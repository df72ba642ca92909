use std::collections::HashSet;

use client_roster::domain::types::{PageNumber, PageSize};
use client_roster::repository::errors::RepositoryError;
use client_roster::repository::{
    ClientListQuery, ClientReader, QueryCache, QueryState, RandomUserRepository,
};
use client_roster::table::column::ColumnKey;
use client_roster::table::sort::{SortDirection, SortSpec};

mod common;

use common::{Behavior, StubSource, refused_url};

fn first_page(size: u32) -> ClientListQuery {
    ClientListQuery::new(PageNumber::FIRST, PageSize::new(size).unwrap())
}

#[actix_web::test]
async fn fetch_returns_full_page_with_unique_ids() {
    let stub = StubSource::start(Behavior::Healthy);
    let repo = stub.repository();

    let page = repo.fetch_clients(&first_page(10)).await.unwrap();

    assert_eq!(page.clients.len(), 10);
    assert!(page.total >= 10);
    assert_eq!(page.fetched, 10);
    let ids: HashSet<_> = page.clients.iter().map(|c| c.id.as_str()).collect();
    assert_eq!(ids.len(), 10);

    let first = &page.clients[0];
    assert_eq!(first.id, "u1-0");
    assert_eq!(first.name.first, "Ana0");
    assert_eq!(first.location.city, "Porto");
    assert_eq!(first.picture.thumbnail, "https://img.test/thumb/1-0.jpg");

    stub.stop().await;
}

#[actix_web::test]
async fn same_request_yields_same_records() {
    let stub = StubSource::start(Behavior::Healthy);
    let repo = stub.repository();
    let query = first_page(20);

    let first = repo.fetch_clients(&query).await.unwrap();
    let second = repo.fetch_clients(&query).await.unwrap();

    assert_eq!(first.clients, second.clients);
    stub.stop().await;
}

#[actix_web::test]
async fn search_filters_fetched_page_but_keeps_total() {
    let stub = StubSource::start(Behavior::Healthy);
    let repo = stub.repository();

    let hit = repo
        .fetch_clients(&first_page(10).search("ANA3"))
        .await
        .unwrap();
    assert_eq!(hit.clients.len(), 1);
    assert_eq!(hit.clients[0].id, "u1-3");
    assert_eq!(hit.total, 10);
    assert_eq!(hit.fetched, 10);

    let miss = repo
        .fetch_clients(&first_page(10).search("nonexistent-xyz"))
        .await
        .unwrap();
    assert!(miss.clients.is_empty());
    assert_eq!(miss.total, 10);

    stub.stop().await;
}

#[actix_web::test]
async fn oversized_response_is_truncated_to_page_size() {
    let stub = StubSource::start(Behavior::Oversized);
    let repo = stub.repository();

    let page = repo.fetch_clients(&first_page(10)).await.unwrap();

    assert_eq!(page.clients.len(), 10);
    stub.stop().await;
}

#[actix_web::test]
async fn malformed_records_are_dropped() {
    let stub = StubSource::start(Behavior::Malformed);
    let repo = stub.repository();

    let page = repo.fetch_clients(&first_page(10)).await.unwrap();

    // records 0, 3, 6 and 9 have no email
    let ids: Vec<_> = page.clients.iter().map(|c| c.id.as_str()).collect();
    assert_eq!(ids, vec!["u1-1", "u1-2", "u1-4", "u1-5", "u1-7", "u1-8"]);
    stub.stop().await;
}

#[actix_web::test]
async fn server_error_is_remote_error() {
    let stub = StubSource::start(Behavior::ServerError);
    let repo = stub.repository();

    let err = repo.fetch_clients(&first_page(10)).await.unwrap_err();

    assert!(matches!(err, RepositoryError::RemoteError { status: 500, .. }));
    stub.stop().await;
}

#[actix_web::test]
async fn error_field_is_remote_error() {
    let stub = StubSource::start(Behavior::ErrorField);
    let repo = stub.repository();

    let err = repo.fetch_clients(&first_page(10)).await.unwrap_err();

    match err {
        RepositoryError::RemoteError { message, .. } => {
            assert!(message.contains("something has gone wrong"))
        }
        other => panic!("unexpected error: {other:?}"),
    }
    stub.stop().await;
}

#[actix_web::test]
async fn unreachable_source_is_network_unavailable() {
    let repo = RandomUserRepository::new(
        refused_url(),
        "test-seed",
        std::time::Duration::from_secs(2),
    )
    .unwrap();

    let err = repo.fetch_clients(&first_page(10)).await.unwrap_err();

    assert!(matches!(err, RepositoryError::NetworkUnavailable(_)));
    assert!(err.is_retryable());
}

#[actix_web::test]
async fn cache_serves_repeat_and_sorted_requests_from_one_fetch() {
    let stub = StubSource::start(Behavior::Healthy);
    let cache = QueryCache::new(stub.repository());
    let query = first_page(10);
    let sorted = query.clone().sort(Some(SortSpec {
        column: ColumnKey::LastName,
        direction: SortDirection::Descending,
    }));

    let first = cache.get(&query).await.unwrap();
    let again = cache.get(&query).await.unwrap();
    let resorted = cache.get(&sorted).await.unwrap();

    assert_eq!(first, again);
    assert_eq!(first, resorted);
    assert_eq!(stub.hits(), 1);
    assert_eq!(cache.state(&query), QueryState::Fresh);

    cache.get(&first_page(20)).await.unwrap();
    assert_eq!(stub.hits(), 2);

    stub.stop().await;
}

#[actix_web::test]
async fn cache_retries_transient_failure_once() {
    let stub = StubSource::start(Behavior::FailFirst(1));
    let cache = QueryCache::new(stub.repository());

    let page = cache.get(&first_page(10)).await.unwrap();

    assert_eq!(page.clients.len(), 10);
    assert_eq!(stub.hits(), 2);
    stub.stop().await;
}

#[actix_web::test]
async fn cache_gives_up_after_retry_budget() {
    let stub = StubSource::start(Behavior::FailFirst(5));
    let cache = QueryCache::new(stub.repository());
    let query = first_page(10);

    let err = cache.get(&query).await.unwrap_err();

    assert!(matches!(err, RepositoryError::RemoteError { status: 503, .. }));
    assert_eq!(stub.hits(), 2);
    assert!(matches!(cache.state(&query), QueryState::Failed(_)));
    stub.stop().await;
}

§ Your task
Going line by line, set down the data above exactly as given.

§ Task response
repository df72ba642ca92909
use std::collections::HashSet;

use client_roster::domain::types::{PageNumber, PageSize};
use client_roster::repository::errors::RepositoryError;
use client_roster::repository::{
    ClientListQuery, ClientReader, QueryCache, QueryState, RandomUserRepository,
};
use client_roster::table::column::ColumnKey;
use client_roster::table::sort::{SortDirection, SortSpec};

mod common;

use common::{Behavior, StubSource, refused_url};

fn first_page(size: u32) -> ClientListQuery {
    ClientListQuery::new(PageNumber::FIRST, PageSize::new(size).unwrap())
}

#[actix_web::test]
async fn fetch_returns_full_page_with_unique_ids() {
    let stub = StubSource::start(Behavior::Healthy);
    let repo = stub.repository();

    let page = repo.fetch_clients(&first_page(10)).await.unwrap();

    assert_eq!(page.clients.len(), 10);
    assert!(page.total >= 10);
    assert_eq!(page.fetched, 10);
    let ids: HashSet<_> = page.clients.iter().map(|c| c.id.as_str()).collect();
    assert_eq!(ids.len(), 10);

    let first = &page.clients[0];
    assert_eq!(first.id, "u1-0");
    assert_eq!(first.name.first, "Ana0");
    assert_eq!(first.location.city, "Porto");
    assert_eq!(first.picture.thumbnail, "https://img.test/thumb/1-0.jpg");

    stub.stop().await;
}

#[actix_web::test]
async fn same_request_yields_same_records() {
    let stub = StubSource::start(Behavior::Healthy);
    let repo = stub.repository();
    let query = first_page(20);

    let first = repo.fetch_clients(&query).await.unwrap();
    let second = repo.fetch_clients(&query).await.unwrap();

    assert_eq!(first.clients, second.clients);
    stub.stop().await;
}

#[actix_web::test]
async fn search_filters_fetched_page_but_keeps_total() {
    let stub = StubSource::start(Behavior::Healthy);
    let repo = stub.repository();

    let hit = repo
        .fetch_clients(&first_page(10).search("ANA3"))
        .await
        .unwrap();
    assert_eq!(hit.clients.len(), 1);
    assert_eq!(hit.clients[0].id, "u1-3");
    assert_eq!(hit.total, 10);
    assert_eq!(hit.fetched, 10);

    let miss = repo
        .fetch_clients(&first_page(10).search("nonexistent-xyz"))
        .await
        .unwrap();
    assert!(miss.clients.is_empty());
    assert_eq!(miss.total, 10);

    stub.stop().await;
}

#[actix_web::test]
async fn oversized_response_is_truncated_to_page_size() {
    let stub = StubSource::start(Behavior::Oversized);
    let repo = stub.repository();

    let page = repo.fetch_clients(&first_page(10)).await.unwrap();

    assert_eq!(page.clients.len(), 10);
    stub.stop().await;
}

#[actix_web::test]
async fn malformed_records_are_dropped() {
    let stub = StubSource::start(Behavior::Malformed);
    let repo = stub.repository();

    let page = repo.fetch_clients(&first_page(10)).await.unwrap();

    // records 0, 3, 6 and 9 have no email
    let ids: Vec<_> = page.clients.iter().map(|c| c.id.as_str()).collect();
    assert_eq!(ids, vec!["u1-1", "u1-2", "u1-4", "u1-5", "u1-7", "u1-8"]);
    stub.stop().await;
}

#[actix_web::test]
async fn server_error_is_remote_error() {
    let stub = StubSource::start(Behavior::ServerError);
    let repo = stub.repository();

    let err = repo.fetch_clients(&first_page(10)).await.unwrap_err();

    assert!(matches!(err, RepositoryError::RemoteError { status: 500, .. }));
    stub.stop().await;
}

#[actix_web::test]
async fn error_field_is_remote_error() {
    let stub = StubSource::start(Behavior::ErrorField);
    let repo = stub.repository();

    let err = repo.fetch_clients(&first_page(10)).await.unwrap_err();

    match err {
        RepositoryError::RemoteError { message, .. } => {
            assert!(message.contains("something has gone wrong"))
        }
        other => panic!("unexpected error: {other:?}"),
    }
    stub.stop().await;
}

#[actix_web::test]
async fn unreachable_source_is_network_unavailable() {
    let repo = RandomUserRepository::new(
        refused_url(),
        "test-seed",
        std::time::Duration::from_secs(2),
    )
    .unwrap();

    let err = repo.fetch_clients(&first_page(10)).await.unwrap_err();

    assert!(matches!(err, RepositoryError::NetworkUnavailable(_)));
    assert!(err.is_retryable());
}

#[actix_web::test]
async fn cache_serves_repeat_and_sorted_requests_from_one_fetch() {
    let stub = StubSource::start(Behavior::Healthy);
    let cache = QueryCache::new(stub.repository());
    let query = first_page(10);
    let sorted = query.clone().sort(Some(SortSpec {
        column: ColumnKey::LastName,
        direction: SortDirection::Descending,
    }));

    let first = cache.get(&query).await.unwrap();
    let again = cache.get(&query).await.unwrap();
    let resorted = cache.get(&sorted).await.unwrap();

    assert_eq!(first, again);
    assert_eq!(first, resorted);
    assert_eq!(stub.hits(), 1);
    assert_eq!(cache.state(&query), QueryState::Fresh);

    cache.get(&first_page(20)).await.unwrap();
    assert_eq!(stub.hits(), 2);

    stub.stop().await;
}

#[actix_web::test]
async fn cache_retries_transient_failure_once() {
    let stub = StubSource::start(Behavior::FailFirst(1));
    let cache = QueryCache::new(stub.repository());

    let page = cache.get(&first_page(10)).await.unwrap();

    assert_eq!(page.clients.len(), 10);
    assert_eq!(stub.hits(), 2);
    stub.stop().await;
}

#[actix_web::test]
async fn cache_gives_up_after_retry_budget() {
    let stub = StubSource::start(Behavior::FailFirst(5));
    let cache = QueryCache::new(stub.repository());
    let query = first_page(10);

    let err = cache.get(&query).await.unwrap_err();

    assert!(matches!(err, RepositoryError::RemoteError { status: 503, .. }));
    assert_eq!(stub.hits(), 2);
    assert!(matches!(cache.state(&query), QueryState::Failed(_)));
    stub.stop().await;
}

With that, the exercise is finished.